На мой же взгляд, именно метафизика — не часть философии, а способ ее существования, ее жизни и, соответственно, развития. Это метафизическое развитие философии тоже можно представить в виде схемы; но о схеме я скажу позже, а начну с двух примеров, достаточно важных и с точки зрения истории философии, и в связи с ее современным состоянием.
Прежде всего, вспомним знаменитое «ленинское определение материи»: «Материя — это объективная реальность, которая дана нам в ощущениях и существует независимо от них». Но извините. Ощущения (цветовые, звуковые и т.д.) — это не объективная, а субъективная реальность, это не материальные, а психические (душевные) состояния. Сей факт, кстати, признаёт и «диалектический материализм», а стремление выдать ощущения за нечто материальное он называет вульгарным материализмом и всячески открещивается от него.
Но тогда получается, что материальное известно нам только в виде нематериального, объективное — только в виде субъективного. Никакого способа познания материального как материального у нас нет. Но тогда у нас нет никаких оснований утверждать, что объективно-материальное существует независимо от субъективно-психического. Более того, у нас есть все основания утверждать, что материя как таковая просто не существует.
Сразу уточню: в том упорстве, с которым человеческая мысль возвращается к идее материи, как говорится, «что-то есть». Но это совсем не то, что утверждает материализм как метафизическая гипотеза. Ибо материализм — это, несомненно, разновидность метафизики, но метафизики ложной.
Здесь пора дать определение метафизики. С опорой на русских мыслителей (особенно важен здесь Л.М. Лопатин) я определяю ее как переход от данных сознания к тому, что в сознании непосредственно не дано (на техническом языке — переход от имманентного к трансцендентному). Ниже я расширю это определение, но пока нам хватит и его. Материализм совершает именно такой переход, но совершает без достаточных оснований, без убедительного обоснования, — и потому приходит к понятию, лишенному собственного содержания, собственной сущности. По меткому замечанию П.А. Бакунина, «материя — это дом, хозяина которого никто не видел».

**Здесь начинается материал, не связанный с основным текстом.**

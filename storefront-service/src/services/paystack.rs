//! Paystack payment gateway client.
//!
//! Implements the Transactions API for payment initiation and
//! verification, plus webhook signature checking. Paystack signs
//! webhooks with HMAC-SHA512 over the raw request body using the
//! account's secret key, delivered in the `X-Paystack-Signature`
//! header as a lowercase hex digest.

use crate::config::PaystackConfig;
use anyhow::{anyhow, Result};
use hmac::{Hmac, Mac};
use reqwest::Client;
use secrecy::ExposeSecret;
use serde::{Deserialize, Serialize};
use sha2::Sha512;
use subtle::ConstantTimeEq;

pub const SIGNATURE_HEADER: &str = "X-Paystack-Signature";

#[derive(Clone)]
pub struct PaystackClient {
    client: Client,
    config: PaystackConfig,
}

/// Request to initialize a transaction.
#[derive(Debug, Serialize)]
struct InitializeRequest<'a> {
    reference: &'a str,
    /// Amount in the smallest currency unit (kobo for NGN).
    amount: i64,
    email: &'a str,
    currency: &'a str,
    #[serde(skip_serializing_if = "Option::is_none")]
    callback_url: Option<&'a str>,
}

/// Envelope every Paystack API response arrives in.
#[derive(Debug, Deserialize)]
struct ApiResponse<T> {
    status: bool,
    message: String,
    data: Option<T>,
}

/// Data returned by `POST /transaction/initialize`.
#[derive(Debug, Clone, Deserialize)]
pub struct InitializedTransaction {
    pub authorization_url: String,
    pub access_code: String,
    pub reference: String,
}

/// Data returned by `GET /transaction/verify/{reference}`.
#[derive(Debug, Clone, Deserialize)]
pub struct VerifiedTransaction {
    pub status: String,
    pub reference: String,
    pub amount: i64,
    pub currency: String,
    pub gateway_response: Option<String>,
}

/// Inbound webhook event.
#[derive(Debug, Deserialize)]
pub struct WebhookEvent {
    pub event: String,
    pub data: WebhookEventData,
}

#[derive(Debug, Deserialize)]
pub struct WebhookEventData {
    pub reference: Option<String>,
    pub status: Option<String>,
    pub amount: Option<i64>,
}

impl PaystackClient {
    pub fn new(config: PaystackConfig) -> Self {
        Self {
            client: Client::new(),
            config,
        }
    }

    /// Check if Paystack credentials are set.
    pub fn is_configured(&self) -> bool {
        !self.config.secret_key.expose_secret().is_empty()
    }

    pub fn public_key(&self) -> &str {
        &self.config.public_key
    }

    /// Initialize a transaction for redirect checkout.
    ///
    /// `amount_kobo` is the order total in the smallest currency unit.
    pub async fn initialize_transaction(
        &self,
        reference: &str,
        amount_kobo: i64,
        email: &str,
        currency: &str,
        callback_url: Option<&str>,
    ) -> Result<InitializedTransaction> {
        if !self.is_configured() {
            return Err(anyhow!("Paystack credentials not configured"));
        }

        let request = InitializeRequest {
            reference,
            amount: amount_kobo,
            email,
            currency,
            callback_url,
        };

        let url = format!("{}/transaction/initialize", self.config.api_base_url);
        let response = self
            .client
            .post(&url)
            .bearer_auth(self.config.secret_key.expose_secret())
            .json(&request)
            .send()
            .await?;

        let status = response.status();
        let body = response.text().await?;

        tracing::debug!(status = %status, "Paystack initialize response");

        let parsed: ApiResponse<InitializedTransaction> = serde_json::from_str(&body)
            .map_err(|e| anyhow!("Unexpected Paystack response: {}", e))?;

        if status.is_success() && parsed.status {
            let data = parsed
                .data
                .ok_or_else(|| anyhow!("Paystack response missing data"))?;
            tracing::info!(reference = %data.reference, "Paystack transaction initialized");
            Ok(data)
        } else {
            tracing::error!(message = %parsed.message, "Paystack initialize failed");
            Err(anyhow!("Paystack error: {}", parsed.message))
        }
    }

    /// Verify a transaction's outcome by reference.
    pub async fn verify_transaction(&self, reference: &str) -> Result<VerifiedTransaction> {
        if !self.is_configured() {
            return Err(anyhow!("Paystack credentials not configured"));
        }

        let url = format!(
            "{}/transaction/verify/{}",
            self.config.api_base_url, reference
        );
        let response = self
            .client
            .get(&url)
            .bearer_auth(self.config.secret_key.expose_secret())
            .send()
            .await?;

        let status = response.status();
        let body = response.text().await?;

        let parsed: ApiResponse<VerifiedTransaction> = serde_json::from_str(&body)
            .map_err(|e| anyhow!("Unexpected Paystack response: {}", e))?;

        if status.is_success() && parsed.status {
            parsed
                .data
                .ok_or_else(|| anyhow!("Paystack response missing data"))
        } else {
            Err(anyhow!("Paystack error: {}", parsed.message))
        }
    }

    /// Verify a webhook signature against the raw request body.
    ///
    /// The comparison is constant-time so the check does not leak how
    /// much of a forged digest matched.
    pub fn verify_webhook_signature(&self, body: &[u8], signature: &str) -> Result<bool> {
        let expected = self.compute_signature(body)?;
        let provided = signature.trim().to_ascii_lowercase();
        Ok(expected.as_bytes().ct_eq(provided.as_bytes()).into())
    }

    /// Parse a webhook event from the raw body.
    pub fn parse_webhook_event(&self, body: &[u8]) -> Result<WebhookEvent> {
        let event: WebhookEvent = serde_json::from_slice(body)?;
        Ok(event)
    }

    /// Compute the hex HMAC-SHA512 digest of a payload.
    fn compute_signature(&self, payload: &[u8]) -> Result<String> {
        type HmacSha512 = Hmac<Sha512>;
        let mut mac =
            HmacSha512::new_from_slice(self.config.secret_key.expose_secret().as_bytes())
                .map_err(|_| anyhow!("Invalid key length"))?;
        mac.update(payload);
        Ok(hex::encode(mac.finalize().into_bytes()))
    }
}

#[cfg(test)]
mod tests {
    use super::*;
    use secrecy::Secret;

    fn test_client(secret: &str) -> PaystackClient {
        PaystackClient::new(PaystackConfig {
            public_key: "pk_test_123".to_string(),
            secret_key: Secret::new(secret.to_string()),
            api_base_url: "https://api.paystack.co".to_string(),
            callback_base_url: "http://localhost:3000".to_string(),
        })
    }

    #[test]
    fn is_configured_requires_secret_key() {
        assert!(test_client("sk_test_abc").is_configured());
        assert!(!test_client("").is_configured());
    }

    #[test]
    fn webhook_signature_accepts_matching_digest() {
        let client = test_client("sk_test_abc");
        let body = br#"{"event":"charge.success","data":{"reference":"PAY_1"}}"#;
        let signature = client.compute_signature(body).unwrap();
        assert!(client.verify_webhook_signature(body, &signature).unwrap());
        // Header casing must not matter.
        assert!(client
            .verify_webhook_signature(body, &signature.to_ascii_uppercase())
            .unwrap());
    }

    #[test]
    fn webhook_signature_rejects_tampered_body() {
        let client = test_client("sk_test_abc");
        let signature = client
            .compute_signature(br#"{"event":"charge.success"}"#)
            .unwrap();
        assert!(!client
            .verify_webhook_signature(br#"{"event":"charge.failed"}"#, &signature)
            .unwrap());
        assert!(!client
            .verify_webhook_signature(br#"{"event":"charge.success"}"#, "deadbeef")
            .unwrap());
    }

    #[test]
    fn parses_webhook_event() {
        let client = test_client("sk_test_abc");
        let body = br#"{"event":"charge.success","data":{"reference":"PAY_9","status":"success","amount":550000}}"#;
        let event = client.parse_webhook_event(body).unwrap();
        assert_eq!(event.event, "charge.success");
        assert_eq!(event.data.reference.as_deref(), Some("PAY_9"));
        assert_eq!(event.data.amount, Some(550000));
    }
}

Теперь — пример иного рода. В работах Декарта мы находим, как уже отмечалось, положение «я мыслю, следовательно, существую». При этом французский мыслитель уточняет, что под мышлением он имеет в виду все, что дано в сознании: не только мысли, но и чувства (в смысле эмоций), и желания (или хотения) и т.д. Все эти слова выражают что-то нам понятное, то есть не просто знакомое, но и поддающееся определению через другие однородные понятия. Например, определяя желание, мы перейдем к стремлению, от него — к воле, а в конце концов — к усилию, которое уже можно без всяких натяжек считать простейшим первичным переживанием; требовать его определения будет только упрямый педант.
Но есть в тезисе Декарта короткое слово, с которым связаны очень большие проблемы. Это слово — «я». Можно ли сказать, что мое «я» мне дано, то есть сознаётся так же, как сознаются мысли, чувства и т.д.? Очевидно, что нет. Выразить «я» через данные сознания невозможно, если не удовлетворяться утверждением позитивистов, что «я» — только «комплекс данных сознания», то есть не существует как нечто самостоятельное. Но такому утверждению противоречит весь душевный опыт. Поэтому, чтобы получить содержательный ответ на вопрос «что такое “я”?», необходимо совершить метафизический переход за пределы данных сознания. И совершить его обоснованно, сохраняя связь с этими данными.
На мой взгляд, история подлинной метафизики или, по крайней мере, основная линия этой истории — это именно поиск такого перехода, поиск понятий, выражающих суть человеческого «я». Попытаюсь кратко обрисовать некоторые моменты этого перехода, не претендуя на точный хронологический порядок.
Начну с того, что понятие «я» тесно связано (если вообще не совпадает) с понятием субъекта. Кто же это такой? Субъект — это тот, кто не просто существует, но и знает о своем существовании. Но ведь именно такое знание и является самым характерным свойством человеческого «я». Тем не менее новое слово «субъект» вполне уместно. Например, о другом человеке я могу сказать, что он — тоже «я», но звучит это неуклюже и даже двусмысленно. А если я скажу, что он тоже субъект, то такое утверждение вряд ли вызовет недоумение.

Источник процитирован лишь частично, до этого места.